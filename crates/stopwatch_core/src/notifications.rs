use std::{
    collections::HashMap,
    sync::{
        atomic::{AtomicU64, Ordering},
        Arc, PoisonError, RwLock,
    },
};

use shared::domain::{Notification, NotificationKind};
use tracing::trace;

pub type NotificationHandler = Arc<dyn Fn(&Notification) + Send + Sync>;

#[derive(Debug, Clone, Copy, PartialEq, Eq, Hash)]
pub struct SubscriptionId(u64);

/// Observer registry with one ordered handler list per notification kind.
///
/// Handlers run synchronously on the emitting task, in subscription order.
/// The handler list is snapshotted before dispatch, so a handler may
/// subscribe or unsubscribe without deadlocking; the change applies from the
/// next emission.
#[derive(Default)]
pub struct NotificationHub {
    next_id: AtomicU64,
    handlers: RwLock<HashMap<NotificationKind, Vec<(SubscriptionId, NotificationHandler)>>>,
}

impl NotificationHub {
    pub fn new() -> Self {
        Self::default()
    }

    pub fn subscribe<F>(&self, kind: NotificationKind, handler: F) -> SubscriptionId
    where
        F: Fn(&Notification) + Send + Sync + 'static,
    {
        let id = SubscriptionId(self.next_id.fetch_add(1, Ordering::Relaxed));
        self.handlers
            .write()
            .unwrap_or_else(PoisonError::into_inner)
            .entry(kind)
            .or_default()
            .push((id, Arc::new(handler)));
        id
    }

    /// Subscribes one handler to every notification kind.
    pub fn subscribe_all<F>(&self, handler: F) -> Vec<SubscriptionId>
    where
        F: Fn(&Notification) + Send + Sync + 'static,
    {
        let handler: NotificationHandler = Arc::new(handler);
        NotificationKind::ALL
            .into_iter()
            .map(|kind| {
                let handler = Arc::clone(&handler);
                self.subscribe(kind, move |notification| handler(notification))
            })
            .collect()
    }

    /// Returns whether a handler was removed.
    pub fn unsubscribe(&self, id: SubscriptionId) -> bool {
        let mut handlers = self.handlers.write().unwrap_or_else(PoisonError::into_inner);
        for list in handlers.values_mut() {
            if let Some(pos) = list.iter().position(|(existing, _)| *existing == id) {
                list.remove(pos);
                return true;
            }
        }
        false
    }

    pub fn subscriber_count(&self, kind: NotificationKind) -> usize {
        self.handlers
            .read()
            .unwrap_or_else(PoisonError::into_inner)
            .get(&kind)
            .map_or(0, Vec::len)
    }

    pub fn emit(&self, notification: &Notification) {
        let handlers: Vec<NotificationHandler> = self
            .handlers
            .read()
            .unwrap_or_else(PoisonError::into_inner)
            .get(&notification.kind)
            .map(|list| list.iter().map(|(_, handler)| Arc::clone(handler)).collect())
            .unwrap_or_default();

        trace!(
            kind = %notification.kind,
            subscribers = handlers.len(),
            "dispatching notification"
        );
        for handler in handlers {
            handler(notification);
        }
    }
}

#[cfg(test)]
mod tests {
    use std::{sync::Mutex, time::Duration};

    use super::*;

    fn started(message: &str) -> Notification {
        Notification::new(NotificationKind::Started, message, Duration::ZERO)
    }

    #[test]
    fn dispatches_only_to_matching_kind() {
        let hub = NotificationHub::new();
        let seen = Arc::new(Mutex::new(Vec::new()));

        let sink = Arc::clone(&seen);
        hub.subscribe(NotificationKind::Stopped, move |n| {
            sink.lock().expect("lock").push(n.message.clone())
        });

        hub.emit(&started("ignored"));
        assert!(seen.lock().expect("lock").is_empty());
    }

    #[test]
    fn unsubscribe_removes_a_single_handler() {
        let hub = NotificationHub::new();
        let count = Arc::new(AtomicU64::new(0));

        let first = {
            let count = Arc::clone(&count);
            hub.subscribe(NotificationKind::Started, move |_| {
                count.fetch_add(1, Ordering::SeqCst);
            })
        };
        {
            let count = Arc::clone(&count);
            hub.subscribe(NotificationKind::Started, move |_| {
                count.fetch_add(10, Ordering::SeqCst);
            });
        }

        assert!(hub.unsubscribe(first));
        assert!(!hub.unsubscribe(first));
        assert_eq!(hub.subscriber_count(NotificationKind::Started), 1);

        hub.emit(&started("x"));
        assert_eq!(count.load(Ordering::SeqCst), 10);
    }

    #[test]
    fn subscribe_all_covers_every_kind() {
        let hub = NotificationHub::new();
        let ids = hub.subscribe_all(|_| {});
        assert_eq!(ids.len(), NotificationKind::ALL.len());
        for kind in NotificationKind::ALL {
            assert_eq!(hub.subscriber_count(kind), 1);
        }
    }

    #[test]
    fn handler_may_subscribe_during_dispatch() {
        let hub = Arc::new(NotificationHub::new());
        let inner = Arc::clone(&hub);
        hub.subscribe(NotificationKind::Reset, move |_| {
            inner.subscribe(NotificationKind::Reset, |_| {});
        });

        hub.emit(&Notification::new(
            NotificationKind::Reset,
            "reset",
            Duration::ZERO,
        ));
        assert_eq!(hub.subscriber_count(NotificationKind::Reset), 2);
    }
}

...

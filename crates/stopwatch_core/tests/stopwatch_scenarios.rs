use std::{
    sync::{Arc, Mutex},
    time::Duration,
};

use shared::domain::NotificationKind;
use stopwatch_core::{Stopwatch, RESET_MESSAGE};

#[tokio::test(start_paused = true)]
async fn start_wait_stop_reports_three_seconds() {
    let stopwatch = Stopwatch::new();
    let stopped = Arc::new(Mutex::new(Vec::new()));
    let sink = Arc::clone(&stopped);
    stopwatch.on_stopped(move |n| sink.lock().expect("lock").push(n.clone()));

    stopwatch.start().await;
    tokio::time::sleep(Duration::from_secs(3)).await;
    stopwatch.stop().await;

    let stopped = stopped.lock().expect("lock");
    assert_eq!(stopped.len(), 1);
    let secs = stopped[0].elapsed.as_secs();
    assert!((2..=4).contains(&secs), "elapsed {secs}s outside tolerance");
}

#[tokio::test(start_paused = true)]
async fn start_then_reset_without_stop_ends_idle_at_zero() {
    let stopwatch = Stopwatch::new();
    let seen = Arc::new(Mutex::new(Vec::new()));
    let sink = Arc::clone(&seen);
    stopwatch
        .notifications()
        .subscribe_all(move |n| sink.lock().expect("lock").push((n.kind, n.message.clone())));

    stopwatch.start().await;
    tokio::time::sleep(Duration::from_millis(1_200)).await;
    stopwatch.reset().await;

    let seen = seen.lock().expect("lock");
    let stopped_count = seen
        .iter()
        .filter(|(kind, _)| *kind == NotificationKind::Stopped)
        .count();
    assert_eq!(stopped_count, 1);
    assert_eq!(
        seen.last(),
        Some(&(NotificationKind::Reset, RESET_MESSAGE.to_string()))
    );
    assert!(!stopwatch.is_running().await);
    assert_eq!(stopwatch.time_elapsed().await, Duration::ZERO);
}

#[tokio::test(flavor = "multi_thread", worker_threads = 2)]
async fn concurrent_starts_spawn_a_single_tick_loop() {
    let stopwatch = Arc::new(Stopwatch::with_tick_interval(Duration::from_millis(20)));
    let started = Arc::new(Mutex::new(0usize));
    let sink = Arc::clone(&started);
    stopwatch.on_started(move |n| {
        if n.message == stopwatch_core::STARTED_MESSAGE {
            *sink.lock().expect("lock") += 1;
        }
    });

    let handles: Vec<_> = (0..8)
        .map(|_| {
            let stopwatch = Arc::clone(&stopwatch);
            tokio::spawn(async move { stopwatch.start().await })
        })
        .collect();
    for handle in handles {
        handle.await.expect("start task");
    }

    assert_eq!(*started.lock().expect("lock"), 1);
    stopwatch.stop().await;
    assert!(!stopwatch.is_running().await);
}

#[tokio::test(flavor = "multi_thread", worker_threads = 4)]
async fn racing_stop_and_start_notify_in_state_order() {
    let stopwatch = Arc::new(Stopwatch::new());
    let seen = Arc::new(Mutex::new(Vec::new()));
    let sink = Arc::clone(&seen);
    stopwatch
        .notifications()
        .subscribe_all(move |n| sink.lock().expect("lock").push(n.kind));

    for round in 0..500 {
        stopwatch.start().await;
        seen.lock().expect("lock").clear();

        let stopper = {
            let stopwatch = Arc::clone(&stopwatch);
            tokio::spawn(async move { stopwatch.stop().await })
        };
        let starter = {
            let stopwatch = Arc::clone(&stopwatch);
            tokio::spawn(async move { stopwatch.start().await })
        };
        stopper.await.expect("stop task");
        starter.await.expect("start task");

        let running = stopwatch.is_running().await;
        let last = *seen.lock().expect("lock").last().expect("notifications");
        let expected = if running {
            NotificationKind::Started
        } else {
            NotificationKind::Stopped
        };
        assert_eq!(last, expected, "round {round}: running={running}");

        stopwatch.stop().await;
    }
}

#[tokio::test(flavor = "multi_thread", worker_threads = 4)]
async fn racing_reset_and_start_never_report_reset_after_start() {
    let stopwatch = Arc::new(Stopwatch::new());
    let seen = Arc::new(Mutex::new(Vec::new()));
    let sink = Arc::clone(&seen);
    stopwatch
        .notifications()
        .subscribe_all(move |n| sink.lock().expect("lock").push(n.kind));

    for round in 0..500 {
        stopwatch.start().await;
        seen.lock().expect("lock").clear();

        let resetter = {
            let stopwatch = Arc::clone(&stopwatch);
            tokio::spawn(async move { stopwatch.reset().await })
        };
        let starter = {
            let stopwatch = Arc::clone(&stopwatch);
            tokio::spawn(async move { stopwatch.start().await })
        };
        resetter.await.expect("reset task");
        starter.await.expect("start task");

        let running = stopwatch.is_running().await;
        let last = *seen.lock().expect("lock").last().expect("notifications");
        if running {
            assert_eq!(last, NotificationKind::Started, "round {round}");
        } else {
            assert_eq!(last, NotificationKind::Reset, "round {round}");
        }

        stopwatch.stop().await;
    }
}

## Instructions to follow
Tally up the lines of the listing containing the word "last". Give only the total.

## Exercise solution
6